Shame, Resilience, & Creativity

I’m supposed to be writing.  Instead I’m in the stacks of the Robbins Library and scouring the library’s catalogue for books on my phone.  Every book I’ve looked up in the online catalogue is checked out. Each time I look up a book I’m hit by a pang of procrastinatory guilt, akin to swallowing a Dorito the wrong way.  My conscience and the library are aligned saying: Do your work.

Many people are compelled to clean when staring down a blank page and a deadline but my bed is already made and the dishes are washed, so I’m compelled to the library.  I’m desperate to know what other people have written about getting work done. I’ve also read basically every book there is on the subject. Hence, guilt, like a Dorito lodged in my throat.  

The thoughts and emotions which drive procrastination have many names (which are capitalized auspiciously): Gremlins, Monkey Mind, The Censor, Resistance. . . Here’s one which is rarely used, but Brené Brown has worked tirelessly bring into style: shame, (no capitalization–shame would rather less attention).  
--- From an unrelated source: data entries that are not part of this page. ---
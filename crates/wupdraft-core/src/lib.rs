// Library root: re-exports all modules so integration tests and the CLI
// can access the crate's public API.

pub mod config;
pub mod draft;
pub mod valuation;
I think it’s time we talked about creativity and shame and in the shame department, Brené has done us all a solid.  She’s researched it, defined it and talked to people people that have figured out how to defeat it, or at least keep it from inhibiting them from time to time.  Brené describes these unicorns as people with high shame resilience.

But wait!  There’s more!   

She’s gone one step further.  She’s distilled their tactics into four simple guidelines we could emulate.  If you’re a person struggling with how to get your best work out into the world, I think you’ll want these tactics in your tool box.

Brené says shame’s messages boil down to two themes.  Note these, you will be tested:

  1. “Not good enough”
  2. “How dare you!?!”  

If you don’t already recognize these messages here’s the test: Think of something intend to do, but haven’t.  Something that would be fun, or exciting, or challenging. Maybe it’s something that would change your life or your world or your day for the better.  Some thoughts will likely arise that complicate acting on it–what are these? Packed away in those messages will be some variant of “Not Good Enough,” or “How Dare you!?!”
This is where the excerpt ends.